Work request:
Transcribe exactly the first line of the listing below and each line that follows it, ending with the line that contains "single series, so", and omit the remainder.

Study material:
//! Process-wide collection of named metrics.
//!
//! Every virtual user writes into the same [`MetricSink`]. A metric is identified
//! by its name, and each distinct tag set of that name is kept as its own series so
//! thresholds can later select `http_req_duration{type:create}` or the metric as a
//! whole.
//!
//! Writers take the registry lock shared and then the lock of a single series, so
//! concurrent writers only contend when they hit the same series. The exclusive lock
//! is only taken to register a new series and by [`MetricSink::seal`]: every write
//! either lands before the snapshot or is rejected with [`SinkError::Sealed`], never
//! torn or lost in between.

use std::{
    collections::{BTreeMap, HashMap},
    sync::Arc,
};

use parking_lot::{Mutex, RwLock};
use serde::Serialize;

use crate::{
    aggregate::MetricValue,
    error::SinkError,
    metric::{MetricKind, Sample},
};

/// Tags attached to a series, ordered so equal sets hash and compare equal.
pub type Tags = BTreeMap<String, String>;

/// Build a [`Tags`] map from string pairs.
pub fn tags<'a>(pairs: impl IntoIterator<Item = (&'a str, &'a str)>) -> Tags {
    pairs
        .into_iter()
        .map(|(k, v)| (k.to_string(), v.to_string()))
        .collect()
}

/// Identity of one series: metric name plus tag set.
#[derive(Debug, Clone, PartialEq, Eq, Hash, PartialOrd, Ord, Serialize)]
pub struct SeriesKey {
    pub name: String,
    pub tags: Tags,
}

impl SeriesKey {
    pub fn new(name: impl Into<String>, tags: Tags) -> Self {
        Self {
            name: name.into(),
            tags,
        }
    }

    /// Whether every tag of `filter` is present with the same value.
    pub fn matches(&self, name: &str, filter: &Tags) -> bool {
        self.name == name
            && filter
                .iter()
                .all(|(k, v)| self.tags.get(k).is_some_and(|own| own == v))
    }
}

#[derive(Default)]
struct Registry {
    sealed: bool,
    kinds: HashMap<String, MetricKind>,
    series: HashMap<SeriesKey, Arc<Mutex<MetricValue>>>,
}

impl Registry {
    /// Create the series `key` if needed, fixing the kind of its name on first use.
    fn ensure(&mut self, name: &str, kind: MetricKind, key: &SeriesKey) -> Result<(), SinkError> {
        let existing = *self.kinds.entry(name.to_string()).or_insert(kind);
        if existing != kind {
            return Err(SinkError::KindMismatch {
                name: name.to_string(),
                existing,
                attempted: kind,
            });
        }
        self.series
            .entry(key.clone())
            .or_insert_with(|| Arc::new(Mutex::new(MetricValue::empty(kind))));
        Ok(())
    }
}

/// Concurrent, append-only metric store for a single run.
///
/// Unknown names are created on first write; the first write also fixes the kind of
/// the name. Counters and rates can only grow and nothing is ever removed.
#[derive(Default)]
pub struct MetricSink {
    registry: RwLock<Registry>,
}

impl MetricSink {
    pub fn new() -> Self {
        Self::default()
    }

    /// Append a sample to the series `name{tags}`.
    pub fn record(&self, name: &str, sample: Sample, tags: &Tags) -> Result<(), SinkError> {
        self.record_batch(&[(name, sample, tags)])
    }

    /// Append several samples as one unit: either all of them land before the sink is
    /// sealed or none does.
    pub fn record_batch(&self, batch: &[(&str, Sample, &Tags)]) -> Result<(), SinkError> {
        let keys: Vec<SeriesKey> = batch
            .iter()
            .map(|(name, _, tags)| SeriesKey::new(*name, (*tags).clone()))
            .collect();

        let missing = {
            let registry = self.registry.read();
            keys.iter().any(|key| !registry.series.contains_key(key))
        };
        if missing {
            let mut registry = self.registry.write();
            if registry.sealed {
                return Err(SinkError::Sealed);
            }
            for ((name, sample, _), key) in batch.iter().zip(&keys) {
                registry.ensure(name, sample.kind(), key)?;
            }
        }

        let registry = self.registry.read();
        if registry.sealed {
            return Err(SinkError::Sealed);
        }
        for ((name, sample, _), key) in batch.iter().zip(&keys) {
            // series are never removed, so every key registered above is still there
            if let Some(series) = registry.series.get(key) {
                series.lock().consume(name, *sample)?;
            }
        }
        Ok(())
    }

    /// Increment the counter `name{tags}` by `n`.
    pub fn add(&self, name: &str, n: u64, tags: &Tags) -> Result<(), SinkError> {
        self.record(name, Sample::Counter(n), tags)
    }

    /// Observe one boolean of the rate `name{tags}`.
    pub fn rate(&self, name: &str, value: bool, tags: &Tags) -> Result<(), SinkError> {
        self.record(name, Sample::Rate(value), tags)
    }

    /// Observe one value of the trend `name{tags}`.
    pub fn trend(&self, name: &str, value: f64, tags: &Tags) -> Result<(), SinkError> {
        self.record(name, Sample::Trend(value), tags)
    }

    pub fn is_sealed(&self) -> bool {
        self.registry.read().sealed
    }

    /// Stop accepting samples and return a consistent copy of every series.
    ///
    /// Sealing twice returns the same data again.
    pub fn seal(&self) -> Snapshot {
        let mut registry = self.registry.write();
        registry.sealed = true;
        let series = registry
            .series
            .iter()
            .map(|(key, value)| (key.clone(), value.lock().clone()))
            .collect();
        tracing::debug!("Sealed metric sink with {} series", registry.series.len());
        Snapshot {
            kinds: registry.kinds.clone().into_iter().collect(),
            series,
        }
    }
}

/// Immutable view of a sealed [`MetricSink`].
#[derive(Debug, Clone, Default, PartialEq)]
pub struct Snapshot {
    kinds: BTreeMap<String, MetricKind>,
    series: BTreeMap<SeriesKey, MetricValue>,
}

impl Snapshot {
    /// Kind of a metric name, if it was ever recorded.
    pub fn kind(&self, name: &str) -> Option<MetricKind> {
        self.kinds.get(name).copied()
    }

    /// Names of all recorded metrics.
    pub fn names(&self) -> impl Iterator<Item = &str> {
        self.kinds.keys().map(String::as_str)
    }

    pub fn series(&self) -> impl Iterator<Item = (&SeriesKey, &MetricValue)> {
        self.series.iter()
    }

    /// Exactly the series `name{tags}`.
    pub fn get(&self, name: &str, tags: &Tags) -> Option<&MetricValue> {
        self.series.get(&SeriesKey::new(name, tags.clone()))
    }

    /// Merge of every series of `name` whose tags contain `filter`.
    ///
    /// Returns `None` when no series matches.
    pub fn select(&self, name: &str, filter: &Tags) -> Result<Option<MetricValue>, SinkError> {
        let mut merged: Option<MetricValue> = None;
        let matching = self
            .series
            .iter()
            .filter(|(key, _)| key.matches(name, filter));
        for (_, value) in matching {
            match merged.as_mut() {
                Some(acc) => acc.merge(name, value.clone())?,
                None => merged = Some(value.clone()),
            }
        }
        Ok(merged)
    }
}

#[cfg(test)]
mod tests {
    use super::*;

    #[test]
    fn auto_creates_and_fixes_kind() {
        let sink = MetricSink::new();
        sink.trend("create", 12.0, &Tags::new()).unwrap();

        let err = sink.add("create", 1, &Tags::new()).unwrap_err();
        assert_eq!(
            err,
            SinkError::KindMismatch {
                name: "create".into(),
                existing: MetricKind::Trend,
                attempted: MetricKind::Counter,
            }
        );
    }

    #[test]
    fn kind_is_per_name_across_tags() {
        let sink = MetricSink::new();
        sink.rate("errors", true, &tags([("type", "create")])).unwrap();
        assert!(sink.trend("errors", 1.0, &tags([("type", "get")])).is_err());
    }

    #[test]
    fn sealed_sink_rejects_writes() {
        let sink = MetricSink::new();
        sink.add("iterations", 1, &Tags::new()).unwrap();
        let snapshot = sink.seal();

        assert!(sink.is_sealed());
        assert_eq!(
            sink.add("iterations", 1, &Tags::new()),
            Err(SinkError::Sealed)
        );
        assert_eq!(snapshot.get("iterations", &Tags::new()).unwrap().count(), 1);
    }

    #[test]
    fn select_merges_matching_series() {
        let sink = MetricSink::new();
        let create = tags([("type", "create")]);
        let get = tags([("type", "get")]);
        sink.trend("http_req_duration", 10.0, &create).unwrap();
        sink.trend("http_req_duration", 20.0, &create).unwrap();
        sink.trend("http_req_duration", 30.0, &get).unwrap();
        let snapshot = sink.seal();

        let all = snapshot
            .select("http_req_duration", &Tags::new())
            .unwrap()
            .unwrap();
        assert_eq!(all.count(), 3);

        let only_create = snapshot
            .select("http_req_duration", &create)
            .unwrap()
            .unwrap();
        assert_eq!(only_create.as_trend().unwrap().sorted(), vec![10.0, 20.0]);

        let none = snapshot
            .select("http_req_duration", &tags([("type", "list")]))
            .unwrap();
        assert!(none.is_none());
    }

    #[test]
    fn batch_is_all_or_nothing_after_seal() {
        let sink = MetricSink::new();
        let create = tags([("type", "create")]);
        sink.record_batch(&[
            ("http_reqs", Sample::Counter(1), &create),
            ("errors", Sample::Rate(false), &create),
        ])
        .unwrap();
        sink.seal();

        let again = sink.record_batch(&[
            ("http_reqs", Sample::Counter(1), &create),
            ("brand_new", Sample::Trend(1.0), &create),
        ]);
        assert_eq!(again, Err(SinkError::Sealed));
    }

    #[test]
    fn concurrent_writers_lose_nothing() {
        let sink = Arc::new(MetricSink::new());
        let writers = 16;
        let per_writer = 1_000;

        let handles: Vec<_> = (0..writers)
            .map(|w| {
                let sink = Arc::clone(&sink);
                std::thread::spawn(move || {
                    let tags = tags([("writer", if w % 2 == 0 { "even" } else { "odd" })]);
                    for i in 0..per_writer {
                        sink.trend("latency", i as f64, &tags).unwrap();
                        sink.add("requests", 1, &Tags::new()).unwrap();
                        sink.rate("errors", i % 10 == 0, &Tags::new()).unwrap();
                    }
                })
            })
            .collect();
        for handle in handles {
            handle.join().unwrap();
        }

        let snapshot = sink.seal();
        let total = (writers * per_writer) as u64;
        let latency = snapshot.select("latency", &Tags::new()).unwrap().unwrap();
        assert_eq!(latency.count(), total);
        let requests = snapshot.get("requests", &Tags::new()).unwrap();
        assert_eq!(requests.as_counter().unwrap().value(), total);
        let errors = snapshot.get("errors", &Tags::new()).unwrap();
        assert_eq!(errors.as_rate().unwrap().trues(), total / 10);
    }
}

Solution:
//! Process-wide collection of named metrics.
//!
//! Every virtual user writes into the same [`MetricSink`]. A metric is identified
//! by its name, and each distinct tag set of that name is kept as its own series so
//! thresholds can later select `http_req_duration{type:create}` or the metric as a
//! whole.
//!
//! Writers take the registry lock shared and then the lock of a single series, so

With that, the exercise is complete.